> _Problem description_
Lines containing the word "download" are the ones to copy from the records below.
· · · · · · ·
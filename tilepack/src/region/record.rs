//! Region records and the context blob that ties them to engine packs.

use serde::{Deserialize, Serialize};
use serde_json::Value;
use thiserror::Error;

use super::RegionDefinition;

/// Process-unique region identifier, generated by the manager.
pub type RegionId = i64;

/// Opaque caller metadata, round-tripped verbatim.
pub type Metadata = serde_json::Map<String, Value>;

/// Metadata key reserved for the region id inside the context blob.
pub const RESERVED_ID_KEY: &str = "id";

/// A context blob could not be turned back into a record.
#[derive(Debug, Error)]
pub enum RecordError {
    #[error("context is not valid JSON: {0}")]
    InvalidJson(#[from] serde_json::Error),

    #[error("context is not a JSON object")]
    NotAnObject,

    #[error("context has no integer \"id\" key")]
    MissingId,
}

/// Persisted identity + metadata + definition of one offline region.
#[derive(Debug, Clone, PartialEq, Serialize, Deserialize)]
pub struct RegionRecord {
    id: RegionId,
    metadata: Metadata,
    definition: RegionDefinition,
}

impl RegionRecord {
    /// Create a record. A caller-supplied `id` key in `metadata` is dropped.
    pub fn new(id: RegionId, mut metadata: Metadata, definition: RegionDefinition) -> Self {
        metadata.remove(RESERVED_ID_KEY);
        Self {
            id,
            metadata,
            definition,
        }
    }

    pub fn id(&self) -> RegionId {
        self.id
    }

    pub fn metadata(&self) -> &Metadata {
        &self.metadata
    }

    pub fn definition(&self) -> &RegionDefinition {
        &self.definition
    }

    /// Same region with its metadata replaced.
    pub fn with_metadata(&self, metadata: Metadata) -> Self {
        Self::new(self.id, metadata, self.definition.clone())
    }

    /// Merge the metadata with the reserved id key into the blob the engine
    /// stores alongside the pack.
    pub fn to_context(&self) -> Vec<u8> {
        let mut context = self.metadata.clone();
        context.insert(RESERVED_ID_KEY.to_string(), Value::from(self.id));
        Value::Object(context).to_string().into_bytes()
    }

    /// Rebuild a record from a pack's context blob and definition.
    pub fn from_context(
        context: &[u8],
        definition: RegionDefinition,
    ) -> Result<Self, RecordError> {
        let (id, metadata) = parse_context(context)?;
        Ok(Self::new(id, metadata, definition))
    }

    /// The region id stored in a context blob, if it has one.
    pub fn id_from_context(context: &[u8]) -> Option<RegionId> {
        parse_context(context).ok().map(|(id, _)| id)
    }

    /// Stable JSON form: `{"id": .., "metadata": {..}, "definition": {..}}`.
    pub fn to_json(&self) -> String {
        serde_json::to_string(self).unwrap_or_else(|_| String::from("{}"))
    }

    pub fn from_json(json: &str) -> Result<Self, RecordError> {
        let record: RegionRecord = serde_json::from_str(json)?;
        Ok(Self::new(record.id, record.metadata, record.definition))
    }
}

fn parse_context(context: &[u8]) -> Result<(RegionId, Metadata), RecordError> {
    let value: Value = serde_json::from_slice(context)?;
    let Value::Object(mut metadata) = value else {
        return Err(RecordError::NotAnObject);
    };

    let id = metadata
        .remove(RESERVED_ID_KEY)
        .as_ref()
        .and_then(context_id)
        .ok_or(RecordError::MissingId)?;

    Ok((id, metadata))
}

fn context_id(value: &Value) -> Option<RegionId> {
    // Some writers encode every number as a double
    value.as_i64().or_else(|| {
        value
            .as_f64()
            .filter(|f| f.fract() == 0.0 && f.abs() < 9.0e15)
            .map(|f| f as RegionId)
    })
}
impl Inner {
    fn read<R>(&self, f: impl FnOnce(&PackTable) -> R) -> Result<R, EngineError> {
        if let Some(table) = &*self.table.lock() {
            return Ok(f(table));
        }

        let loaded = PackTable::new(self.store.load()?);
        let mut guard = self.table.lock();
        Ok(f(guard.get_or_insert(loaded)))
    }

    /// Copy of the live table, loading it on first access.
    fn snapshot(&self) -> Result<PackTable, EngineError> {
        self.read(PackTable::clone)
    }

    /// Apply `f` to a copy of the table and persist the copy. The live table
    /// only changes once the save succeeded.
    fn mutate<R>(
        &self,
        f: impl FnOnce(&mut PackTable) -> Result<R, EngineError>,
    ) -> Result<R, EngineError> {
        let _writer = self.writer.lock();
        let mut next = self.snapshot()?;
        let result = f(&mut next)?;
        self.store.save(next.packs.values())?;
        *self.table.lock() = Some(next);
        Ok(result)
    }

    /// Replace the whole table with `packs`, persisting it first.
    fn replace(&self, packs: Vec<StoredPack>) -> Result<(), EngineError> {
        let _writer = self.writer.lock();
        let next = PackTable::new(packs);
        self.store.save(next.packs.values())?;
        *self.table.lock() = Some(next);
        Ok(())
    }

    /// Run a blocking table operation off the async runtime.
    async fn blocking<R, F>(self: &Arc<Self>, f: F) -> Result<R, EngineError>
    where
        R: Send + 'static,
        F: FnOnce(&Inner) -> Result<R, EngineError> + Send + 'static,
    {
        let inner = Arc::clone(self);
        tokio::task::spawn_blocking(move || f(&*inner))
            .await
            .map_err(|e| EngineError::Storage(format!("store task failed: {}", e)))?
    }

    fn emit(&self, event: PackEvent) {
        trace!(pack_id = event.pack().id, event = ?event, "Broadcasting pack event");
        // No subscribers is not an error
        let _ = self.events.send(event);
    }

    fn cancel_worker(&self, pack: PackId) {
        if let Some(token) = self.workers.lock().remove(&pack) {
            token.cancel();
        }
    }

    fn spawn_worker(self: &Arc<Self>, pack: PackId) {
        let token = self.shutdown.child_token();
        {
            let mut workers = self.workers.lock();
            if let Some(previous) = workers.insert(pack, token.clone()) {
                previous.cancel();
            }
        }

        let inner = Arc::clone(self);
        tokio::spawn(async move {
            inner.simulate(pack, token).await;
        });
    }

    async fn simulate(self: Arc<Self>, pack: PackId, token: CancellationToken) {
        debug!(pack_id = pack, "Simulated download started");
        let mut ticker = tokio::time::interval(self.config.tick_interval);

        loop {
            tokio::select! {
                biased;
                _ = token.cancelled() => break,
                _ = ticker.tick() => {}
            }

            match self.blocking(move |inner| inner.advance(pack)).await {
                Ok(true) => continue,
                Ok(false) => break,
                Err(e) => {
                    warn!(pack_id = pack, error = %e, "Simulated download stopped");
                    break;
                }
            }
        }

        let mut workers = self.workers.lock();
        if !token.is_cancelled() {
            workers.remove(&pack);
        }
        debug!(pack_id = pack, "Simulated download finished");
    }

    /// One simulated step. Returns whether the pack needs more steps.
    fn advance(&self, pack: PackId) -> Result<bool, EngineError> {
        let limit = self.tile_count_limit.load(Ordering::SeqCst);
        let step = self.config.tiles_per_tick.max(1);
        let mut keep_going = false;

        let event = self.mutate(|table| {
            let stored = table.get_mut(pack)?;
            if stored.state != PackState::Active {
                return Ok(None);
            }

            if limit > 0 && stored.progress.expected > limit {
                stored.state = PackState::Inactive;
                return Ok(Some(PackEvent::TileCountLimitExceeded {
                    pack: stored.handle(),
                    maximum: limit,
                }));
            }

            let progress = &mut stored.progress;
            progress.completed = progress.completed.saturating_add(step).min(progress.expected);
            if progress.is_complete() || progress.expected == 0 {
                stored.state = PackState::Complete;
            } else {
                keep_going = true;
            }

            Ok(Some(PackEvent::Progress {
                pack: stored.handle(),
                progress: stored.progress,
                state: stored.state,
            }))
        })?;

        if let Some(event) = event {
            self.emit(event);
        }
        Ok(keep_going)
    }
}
· · · · · · ·
> _Final answer_
        debug!(pack_id = pack, "Simulated download started");
                    warn!(pack_id = pack, error = %e, "Simulated download stopped");
        debug!(pack_id = pack, "Simulated download finished");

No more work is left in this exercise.